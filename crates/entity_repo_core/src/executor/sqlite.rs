//! SQLite-backed `QueryExecutor`.
//!
//! # Responsibility
//! - Render INSERT/UPDATE/DELETE/SELECT text and bind every value as a
//!   statement parameter.
//! - Quote identifiers and literals with SQLite escaping rules.
//!
//! # Invariants
//! - Parameters are bound slot by slot: named slots by name, unnamed slots in
//!   order. Missing or surplus values fail the call before execution.
//! - Caller SQL may use `?` or named placeholders only. Numbered `?NNN` slots
//!   are rejected because generated slots would shift their numbering.
//! - Statement outcomes are logged without field values.

use super::{Bind, Filter, QueryExecutor, SelectQuery, TableNaming, RESERVED_PARAM_PREFIX};
use crate::db::{DbError, DbResult};
use crate::model::record::{Record, Value};
use log::{debug, warn};
use rusqlite::{Connection, Row, Statement};
use std::collections::BTreeSet;
use std::fmt::Write as _;
use std::time::Instant;

/// Executor over a borrowed SQLite connection.
pub struct SqliteExecutor<'conn> {
    conn: &'conn Connection,
    naming: TableNaming,
}

impl<'conn> SqliteExecutor<'conn> {
    /// Executor without a table prefix.
    pub fn new(conn: &'conn Connection) -> Self {
        Self::with_naming(conn, TableNaming::default())
    }

    pub fn with_naming(conn: &'conn Connection, naming: TableNaming) -> Self {
        Self { conn, naming }
    }

    pub fn connection(&self) -> &'conn Connection {
        self.conn
    }

    pub fn naming(&self) -> &TableNaming {
        &self.naming
    }

    fn execute(
        &self,
        kind: &'static str,
        table: &str,
        sql: &str,
        bind: &Bind,
    ) -> DbResult<usize> {
        let started_at = Instant::now();
        let result = self
            .prepare_bound(sql, bind)
            .and_then(|mut stmt| stmt.raw_execute().map_err(DbError::from));
        log_outcome(kind, table, started_at, &result, |affected| *affected);
        result
    }

    fn fetch(
        &self,
        query: &SelectQuery,
        bind: &Bind,
        max_rows: Option<usize>,
    ) -> DbResult<Vec<Record>> {
        let started_at = Instant::now();
        let table = query.table().unwrap_or_default().to_string();
        let result = query
            .to_sql(quote_identifier)
            .and_then(|sql| {
                reject_numbered_slots(&sql)?;
                Ok(sql)
            })
            .and_then(|sql| self.collect_rows(&sql, bind, max_rows));
        log_outcome("select", &table, started_at, &result, Vec::len);
        result
    }

    fn collect_rows(
        &self,
        sql: &str,
        bind: &Bind,
        max_rows: Option<usize>,
    ) -> DbResult<Vec<Record>> {
        let mut stmt = self.prepare_bound(sql, bind)?;
        let columns: Vec<String> = stmt
            .column_names()
            .into_iter()
            .map(str::to_string)
            .collect();

        let mut rows = stmt.raw_query();
        let mut records = Vec::new();
        while let Some(row) = rows.next()? {
            records.push(read_record(row, &columns)?);
            if max_rows.is_some_and(|max| records.len() >= max) {
                break;
            }
        }
        Ok(records)
    }

    fn prepare_bound(&self, sql: &str, bind: &Bind) -> DbResult<Statement<'conn>> {
        let mut stmt = self.conn.prepare(sql)?;
        bind_parameters(&mut stmt, bind)?;
        Ok(stmt)
    }
}

impl QueryExecutor for SqliteExecutor<'_> {
    fn insert(&self, table: &str, values: &Record) -> DbResult<usize> {
        let table_sql = quote_identifier(table);
        let sql = if values.is_empty() {
            format!("INSERT INTO {table_sql} DEFAULT VALUES")
        } else {
            let columns = values
                .keys()
                .map(|column| quote_identifier(column))
                .collect::<Vec<_>>()
                .join(", ");
            let slots = vec!["?"; values.len()].join(", ");
            format!("INSERT INTO {table_sql} ({columns}) VALUES ({slots})")
        };
        let bind = Bind::positional(values.values().cloned().collect());
        self.execute("insert", table, &sql, &bind)
    }

    // SQLite tracks the last rowid per connection, so `table` only labels logs.
    fn last_insert_id(&self, table: &str) -> DbResult<i64> {
        let id = self.conn.last_insert_rowid();
        debug!("event=sql_last_insert_id module=executor status=ok table={table}");
        Ok(id)
    }

    fn update(&self, table: &str, values: &Record, filter: &Filter) -> DbResult<usize> {
        if values.is_empty() {
            return Err(DbError::InvalidStatement(format!(
                "update of `{table}` has no assignments"
            )));
        }
        let conjunction = filter.to_sql();
        if let Some(conjunction) = conjunction.as_deref() {
            reject_numbered_slots(conjunction)?;
        }

        let mut bind = filter.bind.clone();
        let mut sql = format!("UPDATE {} SET ", quote_identifier(table));
        for (index, (column, value)) in values.iter().enumerate() {
            let slot = format!("{RESERVED_PARAM_PREFIX}set_{index}");
            if index > 0 {
                sql.push_str(", ");
            }
            let _ = write!(sql, "{} = :{slot}", quote_identifier(column));
            bind.named.insert(slot, value.clone());
        }
        if let Some(conjunction) = conjunction {
            sql.push_str(" WHERE ");
            sql.push_str(&conjunction);
        }
        self.execute("update", table, &sql, &bind)
    }

    fn delete(&self, table: &str, filter: &Filter) -> DbResult<usize> {
        let mut sql = format!("DELETE FROM {}", quote_identifier(table));
        if let Some(conjunction) = filter.to_sql() {
            reject_numbered_slots(&conjunction)?;
            sql.push_str(" WHERE ");
            sql.push_str(&conjunction);
        }
        self.execute("delete", table, &sql, &filter.bind)
    }

    fn fetch_row(&self, query: &SelectQuery, bind: &Bind) -> DbResult<Option<Record>> {
        Ok(self.fetch(query, bind, Some(1))?.into_iter().next())
    }

    fn fetch_all(&self, query: &SelectQuery, bind: &Bind) -> DbResult<Vec<Record>> {
        self.fetch(query, bind, None)
    }

    fn quote_identifier(&self, name: &str) -> String {
        quote_identifier(name)
    }

    fn quote(&self, value: &Value) -> String {
        quote_literal(value)
    }

    fn table_name(&self, logical: &str) -> String {
        self.naming.resolve(logical)
    }
}

/// Double-quotes an identifier, doubling embedded quotes.
pub fn quote_identifier(name: &str) -> String {
    format!("\"{}\"", name.replace('"', "\"\""))
}

/// Renders a value as a SQLite literal.
///
/// Non-finite reals have no literal form and render as `NULL`.
pub fn quote_literal(value: &Value) -> String {
    match value {
        Value::Null => "NULL".to_string(),
        Value::Integer(value) => value.to_string(),
        Value::Real(value) if value.is_finite() => format!("{value:?}"),
        Value::Real(_) => "NULL".to_string(),
        Value::Text(value) => format!("'{}'", value.replace('\'', "''")),
        Value::Blob(bytes) => {
            let mut literal = String::with_capacity(bytes.len() * 2 + 3);
            literal.push_str("X'");
            for byte in bytes {
                let _ = write!(literal, "{byte:02X}");
            }
            literal.push('\'');
            literal
        }
    }
}

fn bind_parameters(stmt: &mut Statement<'_>, bind: &Bind) -> DbResult<()> {
    let mut positional = bind.positional.iter();
    let mut positional_used = 0usize;
    let mut named_used = BTreeSet::new();

    for index in 1..=stmt.parameter_count() {
        let slot = stmt.parameter_name(index).map(str::to_string);
        match slot.as_deref().and_then(named_slot) {
            Some(name) => {
                let value = bind.named.get(name).ok_or_else(|| {
                    rusqlite::Error::InvalidParameterName(slot.clone().unwrap_or_default())
                })?;
                stmt.raw_bind_parameter(index, value)?;
                named_used.insert(name.to_string());
            }
            None => {
                let value = positional.next().ok_or(rusqlite::Error::InvalidParameterCount(
                    bind.positional.len(),
                    positional_used + 1,
                ))?;
                stmt.raw_bind_parameter(index, value)?;
                positional_used += 1;
            }
        }
    }

    if positional_used < bind.positional.len() {
        return Err(
            rusqlite::Error::InvalidParameterCount(bind.positional.len(), positional_used).into(),
        );
    }
    if let Some(unused) = bind.named.keys().find(|name| !named_used.contains(*name)) {
        return Err(rusqlite::Error::InvalidParameterName(format!(":{unused}")).into());
    }
    Ok(())
}

/// Fails on a `?NNN` placeholder outside quoted text or identifiers.
///
/// SQLite numbers named slots after the highest index seen so far, so a
/// generated `:__set_0` ahead of a caller's `?1` would share index 1.
fn reject_numbered_slots(sql: &str) -> DbResult<()> {
    let mut quote: Option<char> = None;
    let mut chars = sql.char_indices().peekable();
    while let Some((start, ch)) = chars.next() {
        match (quote, ch) {
            (Some(open), _) if ch == open => quote = None,
            (Some(_), _) => {}
            (None, '\'' | '"' | '`') => quote = Some(ch),
            (None, '[') => quote = Some(']'),
            (None, '?') => {
                let mut end = start + 1;
                while let Some((index, digit)) = chars.peek().copied() {
                    if !digit.is_ascii_digit() {
                        break;
                    }
                    end = index + 1;
                    chars.next();
                }
                if end > start + 1 {
                    return Err(DbError::InvalidStatement(format!(
                        "numbered placeholder `{}` is not supported; use `?` or a named placeholder",
                        &sql[start..end]
                    )));
                }
            }
            (None, _) => {}
        }
    }
    Ok(())
}

// Unnamed `?` slots report no name; everything else carries its sigil.
fn named_slot(slot: &str) -> Option<&str> {
    match slot.chars().next() {
        Some(':' | '@' | '$') => Some(&slot[1..]),
        _ => None,
    }
}

fn read_record(row: &Row<'_>, columns: &[String]) -> rusqlite::Result<Record> {
    let mut record = Record::new();
    for (index, column) in columns.iter().enumerate() {
        record.insert(column.clone(), row.get::<_, Value>(index)?);
    }
    Ok(record)
}

fn log_outcome<T>(
    kind: &'static str,
    table: &str,
    started_at: Instant,
    result: &DbResult<T>,
    count: impl Fn(&T) -> usize,
) {
    match result {
        Ok(value) => debug!(
            "event=sql_{} module=executor status=ok table={} rows={} duration_ms={}",
            kind,
            table,
            count(value),
            started_at.elapsed().as_millis()
        ),
        Err(err) => warn!(
            "event=sql_{} module=executor status=error table={} duration_ms={} error={}",
            kind,
            table,
            started_at.elapsed().as_millis(),
            err
        ),
    }
}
▬▬▬▬▬▬▬▬▬▬
## TRY IT
Check each line of the records above for "would", and copy those that have it.

## YOUR RESPONSE
//!   are rejected because generated slots would shift their numbering.
/// generated `:__set_0` ahead of a caller's `?1` would share index 1.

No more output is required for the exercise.